Bagian Duapuluh Lima

1.4K 92 1
                                    

"Kakak gak minta maaf sama Zahra?" tanpa menoleh ke arah Daffa, ia bertanya kepada suaminya.

"Iya nanti," jawab Daffa. "Zahra juga lagi tidur," kata Daffa yang melirik Zahra tidur dipangkuan Hafsah.

"Kak Daffa percaya jika Zahra yang mendorong Nanda?" Hafsa bertanya lagi seraya mengelus kepala Zahra. Dan kali ini, telinga Hafsa mendengar dengusan dari Daffa.

"Sama anak sendiri kok gak percaya," ledek Hafsa, merasa heran.

"Iya, aku salah," akui Daffa dengan nada penuh penekanan.

Satu sudut bibir Hafsa naik ke atas. "Lain kali, cobalah lebih bijak, menyikapi masalah. Apalagi sama anak-anak. Kasian Zahra, dibentak dan dimarahi orang dewasa," mendengar perkataan Hafsa, membuat Daffa semakin bersalah.

"Jika anak-anak yang bersalah, jangan dimarahi atau dibentak-bentak seperti tadi. Kita ini sudah dewasa, seharusnya mampu mengontrol emosi kita. Seharusnya, kita memberikan contoh yang baik kepada mereka. Rendamlah amarah, tanyalah dengan lemah lemb--"

"Kamu nyindir keluargaku?" potong Daffa.

"Kakak merasa?" bukannya menjawab, ia malah bertanya kepada Daffa.

"Gak semua manusia, punya sikap kayak kamu. Yang lemah-lembut dan juga sabar. Mungkin Mbak Fifi panik tadi. Makanya marah-marah sama Zahra," Daffa membela Fifi.

Hafsa tersenyum tipis. "Saya juga dulu begitu. Tidak sabaran, tidak lembut. Tapi, saya mau belajar.
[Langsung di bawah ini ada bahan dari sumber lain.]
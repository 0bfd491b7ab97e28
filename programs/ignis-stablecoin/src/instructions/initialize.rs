use anchor_lang::prelude::*;
use anchor_lang::solana_program::program_option::COption;
use anchor_spl::token_interface::{Mint, TokenAccount, TokenInterface};

use crate::constants::*;
use crate::engine::check_peg;
use crate::error::IgnisError;
use crate::events::Initialized;
use crate::state::{Asset, AssetConfig, CoinState, ProgramAuthority, StablecoinState};

#[derive(Accounts)]
pub struct Initialize<'info> {
    /// The privileged operator; pays for every record created here
    #[account(mut)]
    pub reserve_wallet: Signer<'info>,

    /// The signing identity used as mint, freeze and custody authority
    #[account(
        init,
        payer = reserve_wallet,
        space = ProgramAuthority::LEN,
        seeds = [PROGRAM_AUTHORITY_SEED],
        bump
    )]
    pub program_authority: Account<'info, ProgramAuthority>,

    #[account(
        init,
        payer = reserve_wallet,
        space = StablecoinState::LEN,
        seeds = [STABLECOIN_STATE_SEED],
        bump
    )]
    pub stablecoin_state: Account<'info, StablecoinState>,

    #[account(
        init,
        payer = reserve_wallet,
        space = CoinState::LEN,
        seeds = [COIN_STATE_SEED],
        bump
    )]
    pub coin_state: Account<'info, CoinState>,

    #[account(
        init,
        payer = reserve_wallet,
        mint::decimals = ASSET_DECIMALS,
        mint::authority = program_authority,
        mint::freeze_authority = program_authority,
        mint::token_program = token_program,
        seeds = [IGNIS_MINT_SEED],
        bump
    )]
    pub ignis_mint: Box<InterfaceAccount<'info, Mint>>,

    #[account(
        init,
        payer = reserve_wallet,
        mint::decimals = ASSET_DECIMALS,
        mint::authority = program_authority,
        mint::freeze_authority = program_authority,
        mint::token_program = token_program,
        seeds = [VENTURA_MINT_SEED],
        bump
    )]
    pub ventura_mint: Box<InterfaceAccount<'info, Mint>>,

    /// Custody account for Ignis held by the program itself
    #[account(
        init,
        payer = reserve_wallet,
        token::mint = ignis_mint,
        token::authority = program_authority,
        token::token_program = token_program,
        seeds = [RESERVE_SEED, ignis_mint.key().as_ref()],
        bump
    )]
    pub ignis_reserve: Box<InterfaceAccount<'info, TokenAccount>>,

    /// Custody account for Ventura held by the program itself
    #[account(
        init,
        payer = reserve_wallet,
        token::mint = ventura_mint,
        token::authority = program_authority,
        token::token_program = token_program,
        seeds = [RESERVE_SEED, ventura_mint.key().as_ref()],
        bump
    )]
    pub ventura_reserve: Box<InterfaceAccount<'info, TokenAccount>>,

    pub system_program: Program<'info, System>,
    pub token_program: Interface<'info, TokenInterface>,
}

pub fn handler(ctx: Context<Initialize>, peg: Option<u64>) -> Result<()> {
    let peg = peg.unwrap_or(PEG_ONE);
    let reserve_wallet = ctx.accounts.reserve_wallet.key();

    // `init` rejects a second run; the signer becomes the recorded wallet
    check_peg(peg)?;

    let program_authority = ctx.accounts.program_authority.key();
    let ignis = AssetConfig::new(Asset::Ignis, ctx.accounts.ignis_mint.key(), program_authority);
    let ventura = AssetConfig::new(
        Asset::Ventura,
        ctx.accounts.ventura_mint.key(),
        program_authority,
    );
    ensure_mint_matches(&ctx.accounts.ignis_mint, &ignis)?;
    ensure_mint_matches(&ctx.accounts.ventura_mint, &ventura)?;

    ctx.accounts.program_authority.bump = ctx.bumps.program_authority;

    let stablecoin_state = &mut ctx.accounts.stablecoin_state;
    stablecoin_state.peg = peg;
    stablecoin_state.mint = ignis.mint;
    stablecoin_state.reserve = ctx.accounts.ignis_reserve.key();
    stablecoin_state.reserve_wallet = reserve_wallet;
    stablecoin_state.bump = ctx.bumps.stablecoin_state;

    let coin_state = &mut ctx.accounts.coin_state;
    coin_state.mint = ventura.mint;
    coin_state.reserve = ctx.accounts.ventura_reserve.key();
    coin_state.reserve_wallet = reserve_wallet;
    coin_state.bump = ctx.bumps.coin_state;

    msg!("Issuance initialized!");
    msg!("Reserve wallet: {}", reserve_wallet);
    msg!("Program authority: {}", program_authority);
    msg!("Ignis mint: {} (reserve {})", ignis.mint, ctx.accounts.ignis_reserve.key());
    msg!("Ventura mint: {} (reserve {})", ventura.mint, ctx.accounts.ventura_reserve.key());
    msg!("Peg: {}/{}", peg, PEG_ONE);

    emit!(Initialized {
        reserve_wallet,
        program_authority,
        ignis_mint: ignis.mint,
        ventura_mint: ventura.mint,
        peg,
    });

    Ok(())
}

fn ensure_mint_matches(mint: &Mint, config: &AssetConfig) -> Result<()> {
    require!(
        mint.decimals == config.decimals
            && mint.supply == 0
            && mint.mint_authority == COption::Some(config.mint_authority)
            && mint.freeze_authority == COption::Some(config.freeze_authority),
        IgnisError::InvariantViolation
    );
    Ok(())
}
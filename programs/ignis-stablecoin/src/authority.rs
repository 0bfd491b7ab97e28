use anchor_lang::prelude::*;

use crate::error::IgnisError;

/// Capability a caller must hold for an operation.
#[derive(Clone, Copy, Debug, PartialEq, Eq)]
pub enum Role<'a> {
    /// The privileged operator recorded for an asset
    ReserveWallet(&'a Pubkey),
    /// The owner of the balance being spent
    BalanceOwner(&'a Pubkey),
}

/// Rejects `caller` unless it holds `role`.
///
/// On chain `caller` is always a transaction signer, so a key match here is
/// proof of control.
pub fn require_role(caller: &Pubkey, role: Role<'_>) -> Result<()> {
    let expected = match role {
        Role::ReserveWallet(wallet) => wallet,
        Role::BalanceOwner(owner) => owner,
    };

    require!(
        *expected != Pubkey::default() && caller == expected,
        IgnisError::Unauthorized
    );

    Ok(())
}
use arbitrary::{Arbitrary, Unstructured};
use fuzz_helpers::*;
use honggfuzz::fuzz;

fn main() {
    loop {
        fuzz!(|data: &[u8]| {
            let mut unstructured = Unstructured::new(data);
            if let Ok(input) = SequenceInput::arbitrary(&mut unstructured) {
                run_sequence(&input);
            }
        });
    }
}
Untuk memelihara rasa sabar dihati. Memaksakan diri saya untuk bersikap lemah lembut. Dan lama kelamaan, alhamdulillah saya bisa. Begitu pula, dengan saudari kakak, kalo mereka mau belajar, pasti bisa,"
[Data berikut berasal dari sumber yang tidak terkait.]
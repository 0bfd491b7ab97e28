use anchor_lang::prelude::*;

use crate::constants::PROGRAM_AUTHORITY_SEED;

/// Program-controlled signing identity.
///
/// Mint and freeze authority of both assets and owner of both custody
/// accounts. It has no private key; the program signs for it with
/// [`ProgramAuthority::signer_seeds`].
#[account]
pub struct ProgramAuthority {
    pub bump: u8,
}

impl ProgramAuthority {
    pub const LEN: usize = 8 + // discriminator
        1; // bump

    /// `[PROGRAM_AUTHORITY_SEED, bump]`, for `CpiContext::new_with_signer`
    pub fn signer_seeds(&self) -> [&[u8]; 2] {
        [PROGRAM_AUTHORITY_SEED, std::slice::from_ref(&self.bump)]
    }
}
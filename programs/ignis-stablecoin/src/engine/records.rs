use anchor_lang::prelude::*;

use crate::engine::store::{AssetAccountStore, Holder};
use crate::error::IgnisError;
use crate::state::{Asset, AssetRefs};

/// Outstanding supply of one asset.
#[derive(Clone, Copy, Debug, Default, PartialEq, Eq)]
pub struct MintLedger {
    pub total_supply: u64,
}

impl MintLedger {
    pub fn observe<S: AssetAccountStore>(store: &S, asset: Asset) -> Self {
        Self {
            total_supply: store.supply(asset),
        }
    }

    pub fn increased(self, amount: u64) -> Result<Self> {
        let total_supply = self
            .total_supply
            .checked_add(amount)
            .ok_or(IgnisError::Overflow)?;
        Ok(Self { total_supply })
    }

    /// Holder balances are checked before this, so running out of supply
    /// means supply and balances have already diverged.
    pub fn decreased(self, amount: u64) -> Result<Self> {
        let total_supply = self
            .total_supply
            .checked_sub(amount)
            .ok_or(IgnisError::InvariantViolation)?;
        Ok(Self { total_supply })
    }
}

/// Custody view of one asset.
///
/// Not stored anywhere: `custodial_balance` is the store's balance for
/// [`Holder::Custody`], re-read for every operation.
#[derive(Clone, Copy, Debug, PartialEq, Eq)]
pub struct ReserveRecord {
    pub custodial_balance: u64,
    pub reserve_wallet: Pubkey,
}

impl ReserveRecord {
    pub fn observe<S: AssetAccountStore>(store: &S, refs: &AssetRefs) -> Self {
        Self {
            custodial_balance: store.balance(refs.asset, &Holder::Custody),
            reserve_wallet: refs.reserve_wallet,
        }
    }

    pub fn check_against(&self, ledger: &MintLedger) -> Result<()> {
        require!(
            self.custodial_balance <= ledger.total_supply,
            IgnisError::InvariantViolation
        );
        Ok(())
    }
}

#[cfg(test)]
mod tests {
    use super::*;

    #[test]
    fn supply_increase_overflows_at_u64_max() {
        let ledger = MintLedger {
            total_supply: u64::MAX - 1,
        };
        assert_eq!(ledger.increased(1).unwrap().total_supply, u64::MAX);
        assert_eq!(
            ledger.increased(2).unwrap_err(),
            IgnisError::Overflow.into()
        );
    }

    #[test]
    fn supply_cannot_go_negative() {
        let ledger = MintLedger { total_supply: 3 };
        assert_eq!(ledger.decreased(3).unwrap(), MintLedger::default());
        assert_eq!(
            ledger.decreased(4).unwrap_err(),
            IgnisError::InvariantViolation.into()
        );
    }

    #[test]
    fn custody_above_supply_is_flagged() {
        let reserve = ReserveRecord {
            custodial_balance: 5,
            reserve_wallet: Pubkey::new_unique(),
        };
        assert!(reserve.check_against(&MintLedger { total_supply: 5 }).is_ok());
        assert_eq!(
            reserve
                .check_against(&MintLedger { total_supply: 4 })
                .unwrap_err(),
            IgnisError::InvariantViolation.into()
        );
    }
}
Daffa mencengkram setir mobilnya. "Kamu gak suka sama saudari aku?" tuduh Daffa.

Hafsa terhenyak mendengar tuduhan yang dilontarkan oleh Daffa. "Gak suka? Kenapa saya harus gak suka sama saudari Kakak?" tanya Hafsa yang tak paham.

Daffa menarik napasnya. "Kamu marah sama keluargaku atas kelakuan mereka terhadapmu?" bukannya menjawab pertanyaan Hafsa, lelaki itu malah melemparkan pertanyaan lain kepadanya.

"Kok kakak nanyanya begitu?" Hafsa merasa heran. Daffa hendak membuka bibirnya, untuk menjawab pertanyaan Hafsa. Namun, Hafsa langsung membuka suaranya.

"Jika dipikir pakai logika. Siapa yang ndak marah dengan tingkah Mama kakak," Hafsa tertawa getir. "Saudaramu juga, terkikik bahagia melihat saya dipermalukan. Namun, asal kakak tahu. Saya ndak menyimpan amarah itu di dalam dada saya. Saya ndak mau mengendapkan amarah, yang nantinya akan berubah menjadi dendam. Saya ndak mau. Amarah itu, sudah saya buang. Saya mencoba menjadi manusia pemaaf. Tidak mau jadi pendendam, agar hidup saya tenang," Hafsa terdiam sesaat. "Saya menyuruh saudari kakak belajar, hanya ingin menjadi manusia yang lebih baik lagi. Agar mampu mendidik anak-anaknya menjadi anak yang sholeha. Bukan tak suka kak," tambah Hafsa lagi.Daffa hanya bisa terdiam mendengar perkataan yang diucapkan Hafsa. Ia terus menyetir mobilnya, tanpa mengeluarkan suara. Sedangkan Hafsa, terus mengelus-elus rambut Zahra selama perjalan pulang ke rumah.

🍃🍃

"Tunggu! Jangan keluar dulu!" perintah Daffa, sesaat mobil mereka sudah sampai di rumah.

"Kenapa?" Hafsa bingung.

"Biar aku bukakan pintu untukmu. Dan aku akan menggendong Zahra ke dalam rumah," Daffa menjawab kebingungan istrinya. Dan Hafsa hanya mengangguki jawaban Daffa.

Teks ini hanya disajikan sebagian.